Pero ¿qué harían si sigue volviendo
a casa llorando todos los días?
¿Seguimos interviniendo
cuando tienen 8, 10 o 14 años?
Los niños, mientras crecen,
inevitablemente se enfrentan a situaciones
que son un reto para ellos:
dormir fuera, informes orales,
un examen sorpresa difícil,
intentar entrar en el equipo
o actuar en la obra del colegio,
conflictos con compañeros.
Todas estas situaciones
implican un riesgo:
riesgo a no hacerlo bien,
a no conseguir lo que quieren,
riesgo a, quizás, cometer errores
o sentirse avergonzados.
Los niños con ansiedad,
que no arriesgan ni se comprometen,
no han aprendido a manejar
este tipo de situaciones.
¿Verdad?
Porque el desarrollo de sus habilidades
se consigue con el tiempo,
con una exposición continua
y diaria a esos desafíos:
habilidad para relajarse,
o la habilidad para calmarse así mismos
cuando están enfadados;
habilidad para resolver problemas,
incluso la habilidad para resolver
conflictos con otros;
retraso en el reconocimiento,
o la habilidad para continuar esforzándose
a pesar de que hay que esperar
para ver resultados.
Estas y otras habilidades
se desarrollan en los niños
que se arriesgan y se comprometen.
Y la autoeficacia va tomando forma,
lo que es, simplemente, la fe en uno mismo
lo que hace que sigamos
superando situaciones difíciles.
Los niños con ansiedad,
que escapan y evitan esas situaciones
y consiguen que otros lo solucionen,
se vuelven más y más nerviosos
con el tiempo
y con menos confianza en sí mismos.
Al contrario que sus compañeros
que no sufren ansiedad,
acaban creyendo que son incapaces
de manejar ciertas situaciones.
Piensan que necesitan
que alguien, como sus padres,
hagan las cosas por ellos.
Ahora, cuando el instinto paternal natural
es apoyarles y protegerles
y tranquilizarles,
en 1930, el psiquiatra Alfred Adler
advertía a los padres
de que podían querer a sus hijos
todo lo que quisieran,
pero que no debían hacerlos
niños dependientes.
Aconsejaba a los padres a enseñar
a sus hijos desde el principio
a mantenerse en pie por ellos mismos.
Advertía de que si los niños notaban
que los padres no tenían nada mejor
que hacer que estar pendientes de ellos
tendrían una idea errónea del amor.
Los niños con ansiedad, en estos días,
llaman constantemente a sus padres
enviando señales de peligro
a cualquier hora del día o la noche.
Si los niños con ansiedad no aprenden
los mecanismos adecuados en la infancia,
¿qué ocurrirá cuando crezcan?
Trabajo con padres de niños
con desórdenes de ansiedad.
Estos jóvenes tienen entre 18 y 28 años.
Muchos de ellos aún viven con sus padres,
dependen de sus padres.
Muchos van al colegio
o a institutos de educación superior.
Algunos se han graduado.
Casi ninguno trabaja,
simplemente están en casa haciendo nada.
No tienen relaciones
significativas con otros,
y son muy dependientes de sus padres
que hacen todo tipo de cosas para ellos.
Los padres siguen pidiendo cita por ellos.

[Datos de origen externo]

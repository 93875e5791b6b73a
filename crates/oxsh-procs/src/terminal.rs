//! Controlling-terminal handoff and tty mode helpers.
//!
//! Terminal ownership moves between the session's process group and a
//! foreground pipeline's group. The handoff blocks the job-control signals
//! for its duration so the session never stops itself with `SIGTTOU` while
//! calling `tcsetpgrp(3)`.

use std::os::fd::{AsFd, AsRawFd, RawFd};

use nix::errno::Errno;
use nix::sys::signal::{SigSet, SigmaskHow, Signal};
use nix::sys::termios::{
    self, LocalFlags, OutputFlags, SetArg, SpecialCharacterIndices, Termios,
};
use nix::unistd::Pid;
use tracing::{debug, warn};

nix::ioctl_read_bad!(tiocgwinsz, libc::TIOCGWINSZ, libc::winsize);
nix::ioctl_write_ptr_bad!(tiocswinsz, libc::TIOCSWINSZ, libc::winsize);

fn is_tty(fd: RawFd) -> bool {
    unsafe { libc::isatty(fd) == 1 }
}

/// Hand the controlling terminal to `pgid`.
///
/// Returns false when there is no terminal to give, the group is gone, or
/// the descriptor is not a tty. Those are normal in redirected and
/// non-interactive sessions and never raise.
pub fn give_terminal_to(pgid: Pid) -> bool {
    let mut mask = SigSet::empty();
    mask.add(Signal::SIGTTOU);
    mask.add(Signal::SIGTTIN);
    mask.add(Signal::SIGTSTP);
    mask.add(Signal::SIGCHLD);
    let mut old = SigSet::empty();
    if nix::sys::signal::pthread_sigmask(SigmaskHow::SIG_BLOCK, Some(&mask), Some(&mut old))
        .is_err()
    {
        return false;
    }

    let stderr = std::io::stderr();
    let result = nix::unistd::tcsetpgrp(stderr.as_fd(), pgid);

    let _ = nix::sys::signal::pthread_sigmask(SigmaskHow::SIG_SETMASK, Some(&old), None);

    match result {
        Ok(()) => true,
        Err(Errno::ESRCH) | Err(Errno::EINVAL) | Err(Errno::ENOTTY) | Err(Errno::EBADF)
        | Err(Errno::EPERM) => {
            debug!(pgid = pgid.as_raw(), "terminal handoff skipped");
            false
        }
        Err(err) => {
            warn!(pgid = pgid.as_raw(), %err, "terminal handoff failed");
            false
        }
    }
}

/// Take the terminal back for the session's own process group.
pub fn reclaim_terminal() -> bool {
    give_terminal_to(nix::unistd::getpgrp())
}

/// Current window size of `fd`, when it is a tty.
pub fn get_winsize(fd: RawFd) -> Option<libc::winsize> {
    if !is_tty(fd) {
        return None;
    }
    let mut ws = libc::winsize {
        ws_row: 0,
        ws_col: 0,
        ws_xpixel: 0,
        ws_ypixel: 0,
    };
    match unsafe { tiocgwinsz(fd, &mut ws) } {
        Ok(_) => Some(ws),
        Err(_) => None,
    }
}

pub fn set_winsize(fd: RawFd, ws: &libc::winsize) {
    if is_tty(fd) {
        let _ = unsafe { tiocswinsz(fd, ws) };
    }
}

/// Copy the window size from the first real tty among the standard streams
/// onto `fd`. Keeps a pty-backed child in sync with the user's terminal.
pub fn copy_winsize_to(fd: RawFd) {
    for src in [0, 1, 2] {
        if let Some(ws) = get_winsize(src) {
            set_winsize(fd, &ws);
            return;
        }
    }
}

/// Condition a fresh pty slave for capture: turn off `ONLCR` so captured
/// bytes match what the child wrote, keep `ONLRET`, and adopt the real
/// terminal's window size.
pub fn prepare_pty_slave<F: AsFd>(fd: &F) {
    if let Ok(mut term) = termios::tcgetattr(fd) {
        term.output_flags.remove(OutputFlags::ONLCR);
        term.output_flags.insert(OutputFlags::ONLRET);
        let _ = termios::tcsetattr(fd, SetArg::TCSANOW, &term);
    }
    copy_winsize_to(fd.as_fd().as_raw_fd());
}

/// Put the real stdin into character-at-a-time mode while a child drives an
/// alternate screen.
pub fn enable_cbreak() {
    let stdin = std::io::stdin();
    if !is_tty(stdin.as_fd().as_raw_fd()) {
        return;
    }
    if let Ok(mut term) = termios::tcgetattr(stdin.as_fd()) {
        term.local_flags
            .remove(LocalFlags::ECHO | LocalFlags::ICANON);
        term.control_chars[SpecialCharacterIndices::VMIN as usize] = 1;
        term.control_chars[SpecialCharacterIndices::VTIME as usize] = 0;
        let _ = termios::tcsetattr(stdin.as_fd(), SetArg::TCSANOW, &term);
    }
}

/// Undo [`enable_cbreak`].
pub fn disable_cbreak() {
    let stdin = std::io::stdin();
    if !is_tty(stdin.as_fd().as_raw_fd()) {
        return;
    }
    if let Ok(mut term) = termios::tcgetattr(stdin.as_fd()) {
        term.local_flags
            .insert(LocalFlags::ECHO | LocalFlags::ICANON);
        let _ = termios::tcsetattr(stdin.as_fd(), SetArg::TCSANOW, &term);
    }
}

/// Disables the terminal's suspend character (usually ^Z) so suspension
/// flows through the session's own `SIGTSTP` handler instead of stopping
/// reader threads mid-copy. Restores the saved character on drop.
pub struct SuspendKeyGuard {
    saved: Option<Termios>,
}

impl SuspendKeyGuard {
    pub fn install() -> Self {
        let stdin = std::io::stdin();
        if !is_tty(stdin.as_fd().as_raw_fd()) {
            return SuspendKeyGuard { saved: None };
        }
        match termios::tcgetattr(stdin.as_fd()) {
            Ok(orig) => {
                let mut muted = orig.clone();
                muted.control_chars[SpecialCharacterIndices::VSUSP as usize] = 0;
                let _ = termios::tcsetattr(stdin.as_fd(), SetArg::TCSANOW, &muted);
                SuspendKeyGuard { saved: Some(orig) }
            }
            Err(_) => SuspendKeyGuard { saved: None },
        }
    }
}

impl Drop for SuspendKeyGuard {
    fn drop(&mut self) {
        if let Some(orig) = self.saved.take() {
            let stdin = std::io::stdin();
            let _ = termios::tcsetattr(stdin.as_fd(), SetArg::TCSANOW, &orig);
        }
    }
}
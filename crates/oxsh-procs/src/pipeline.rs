//! The command pipeline orchestrator.
//!
//! A [`CommandPipeline`] owns every launched stage of one pipeline: the
//! specs, the process handles, and the capture state. Its lifecycle is
//! `Constructed -> Running -> (Suspended <-> Running) -> Ended`:
//!
//! - construction launches the stages strictly in order, electing the first
//!   native stage's pid as the pipeline's process group and (interactive,
//!   foreground) handing it the terminal;
//! - [`end`](CommandPipeline::end) drains the last stage's captured output
//!   to completion, waits for it, and runs the close/bookkeeping sequence;
//! - a job-control stop leaves the pipeline suspended instead of ended, and
//!   [`resume`](CommandPipeline::resume) continues it.
//!
//! Draining takes one of two shapes. Non-streaming captures (plain string
//! capture, or a stage that cannot be driven from another thread) block in
//! `wait` and then read everything at once. Streaming captures poll the
//! last stage's output sources in a backoff loop, echoing lines as they
//! arrive; for multi-stage pipelines the loop only trusts "upstream looks
//! finished" after a debounce window, so slow-starting upstream tools are
//! not cut off.

use std::io::Write;
use std::sync::Arc;
use std::time::{Duration, Instant, SystemTime};

use nix::sys::signal::Signal;
use nix::unistd::Pid;
use tracing::{debug, warn};

use oxsh_types::{CaptureKind, DecodePolicy, SignalInfo};

use crate::error::{ProcsError, ProcsResult};
use crate::proc::{self, ProcHandle, WaitResult};
use crate::readers::{QueueReader, SharedOutBuf, READ_CHUNK_SIZE};
use crate::session::SessionContext;
use crate::signals;
use crate::spec::SubprocSpec;
use crate::terminal;
use crate::text;

/// How long upstream stages must look finished before the drain loop
/// believes them.
const PIPELINE_DEBOUNCE: Duration = Duration::from_millis(100);

/// Idle iterations multiply the poll timeout up to this factor.
const BACKOFF_CAP: u32 = 1000;

/// Nap taken while the child owns the alternate screen.
const ALT_MODE_NAP: Duration = Duration::from_millis(100);

/// Where the last stage's captured bytes come from.
enum DrainSource {
    /// Pump-thread buffer owned by a [`crate::pump::PumpedProc`].
    Buf(Arc<SharedOutBuf>),
    /// Reader thread over a raw capture descriptor.
    Reader(QueueReader),
}

impl DrainSource {
    fn read_lines(&mut self) -> Vec<Vec<u8>> {
        match self {
            DrainSource::Buf(buf) => buf.read_lines_available(),
            DrainSource::Reader(reader) => reader.read_lines_available(READ_CHUNK_SIZE),
        }
    }

    /// Non-blocking sweep of whatever is queued right now.
    fn read_available(&mut self) -> Vec<u8> {
        match self {
            DrainSource::Buf(buf) => buf.read_available(),
            DrainSource::Reader(reader) => reader.read_available(),
        }
    }

    /// Everything left. Only called once the writers are gone, so the
    /// reader variant's blocking read terminates promptly.
    fn read_remaining(&mut self) -> Vec<u8> {
        match self {
            DrainSource::Buf(buf) => buf.read_available(),
            DrainSource::Reader(reader) => reader.read_to_end(),
        }
    }
}

/// All launched stages of one pipeline, plus its captured output.
pub struct CommandPipeline {
    ctx: SessionContext,
    specs: Vec<SubprocSpec>,
    procs: Vec<Box<dyn ProcHandle>>,
    launch_error: Option<ProcsError>,
    captured: CaptureKind,
    background: bool,
    /// First native stage's pid; the process group id when interactive.
    pipeline_group: Option<Pid>,
    /// Process group currently holding the terminal, when we moved it.
    term_pgid: Option<Pid>,
    stdout_src: Option<DrainSource>,
    stderr_src: Option<DrainSource>,
    /// Cleaned decoded output lines, endings kept.
    lines: Vec<String>,
    raw_output: Vec<u8>,
    raw_error: Vec<u8>,
    errors: Option<String>,
    /// Replayed stdin, when the session records it.
    input: Option<String>,
    pub starttime: SystemTime,
    pub endtime: Option<SystemTime>,
    ended: bool,
}
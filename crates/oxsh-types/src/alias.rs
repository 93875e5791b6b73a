//! Return-value protocol for callable aliases.

/// What a callable alias hands back when it finishes.
///
/// The proxy that ran the callable translates this into stream writes and an
/// exit code:
///
/// - `Done`: success, exit 0.
/// - `Code(n)`: exit `n`, nothing written.
/// - `Text(s)`: `s` written to stdout, exit 0.
/// - `Streams { .. }`: each present string written to its stream, exit
///   `code` (0 when absent).
#[derive(Debug, Clone, PartialEq, Eq)]
pub enum AliasReturn {
    Done,
    Code(i32),
    Text(String),
    Streams {
        out: Option<String>,
        err: Option<String>,
        code: Option<i32>,
    },
}

impl AliasReturn {
    /// The exit code this return value implies.
    pub fn exit_code(&self) -> i32 {
        match self {
            AliasReturn::Done | AliasReturn::Text(_) => 0,
            AliasReturn::Code(code) => *code,
            AliasReturn::Streams { code, .. } => code.unwrap_or(0),
        }
    }
}

impl From<i32> for AliasReturn {
    fn from(code: i32) -> Self {
        AliasReturn::Code(code)
    }
}

impl From<String> for AliasReturn {
    fn from(text: String) -> Self {
        AliasReturn::Text(text)
    }
}

impl From<&str> for AliasReturn {
    fn from(text: &str) -> Self {
        AliasReturn::Text(text.to_string())
    }
}

impl From<()> for AliasReturn {
    fn from(_: ()) -> Self {
        AliasReturn::Done
    }
}

#[cfg(test)]
mod tests {
    use super::*;

    #[test]
    fn exit_codes() {
        assert_eq!(AliasReturn::Done.exit_code(), 0);
        assert_eq!(AliasReturn::Code(2).exit_code(), 2);
        assert_eq!(AliasReturn::Text("x".into()).exit_code(), 0);
        let streams = AliasReturn::Streams {
            out: Some("o".into()),
            err: Some("e".into()),
            code: Some(1),
        };
        assert_eq!(streams.exit_code(), 1);
        let streams = AliasReturn::Streams {
            out: None,
            err: None,
            code: None,
        };
        assert_eq!(streams.exit_code(), 0);
    }

    #[test]
    fn conversions() {
        assert_eq!(AliasReturn::from(7), AliasReturn::Code(7));
        assert_eq!(AliasReturn::from("hi"), AliasReturn::Text("hi".into()));
        assert_eq!(AliasReturn::from(()), AliasReturn::Done);
    }
}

Llaman a sus viejos amigos
y suplican que los visiten.
Les lavan la ropa, les preparan la comida.
Y están en verdadero conflicto
con el adulto joven,
porque la ansiedad se ha desarrollado,
pero la juventud, no.
Los padres se sienten muy culpables,
pero también resentidos,
y de nuevo, culpables.
¿Hay buenas noticias?
Si los padres y las figuras importantes
de la vida de un niño
pueden ayudar al niño,
apoyarle a que se enfrente a sus miedos
y enseñarle a solucionar problemas,
así es como los niños desarrollarán
sus capacidades para
controlar la ansiedad.
Enseñamos a los padres
a ser conscientes de la situación
y a pensar sobre la reacción
a la ansiedad de sus hijos.
Les preguntamos:
"Analicen la situación y pregúntense:
¿Cuál es la situación?
¿Cuán amenazante es esto para mi hijo?
¿Qué es lo que quiero
que aprendan de esto?".
Ahora, por supuesto, queremos padres
que escuchen con atención,
si un niño está siendo acosado
o se encuentra en peligro,
queremos que los padres intervengan,
sin dudarlo.
Pero, en las situaciones
típicas de ansiedad,
los padres pueden ser
de más ayuda para sus hijos
si mantienen la calma,
son prácticos y cariñosos,
si le dan importancia
a los sentimientos de sus hijos
y luego los ayudan
y apoyan en planear cómo el niño
gestionará la situación.
Y luego, y esto es importante,
dejar a los niños a manejar
por ellos mismos la situación.
Está claro que es descorazonador
ver sufrir a un niño,
como mis padres me dijeron años después.
Cuando ves a tu hijo sufrir
pero sabes que puedes lanzarte
y salvarlo del sufrimiento,
eso es todo, ¿verdad?
Eso es lo que queremos que hagan.
Pero, tanto si eres joven o viejo,
la ansiedad excesiva nos hace
sobrestimar el riesgo y la angustia
mientras infravaloramos
nuestra capacidad de seguir adelante.
Sabemos que la exposición constante
a lo que nos asusta debilita la ansiedad,
mientras creamos recursos y nos adaptamos.
Mis padres lo consiguieron.
Hoy en día, los jóvenes
con hiperansiedad no son ayudados
por padres sobreprotectores.
La tranquilidad y la confianza
no son solo emociones.
Son habilidades para enfrentar problemas
que padres e hijos puedan aprender.
Gracias.
(Aplausos)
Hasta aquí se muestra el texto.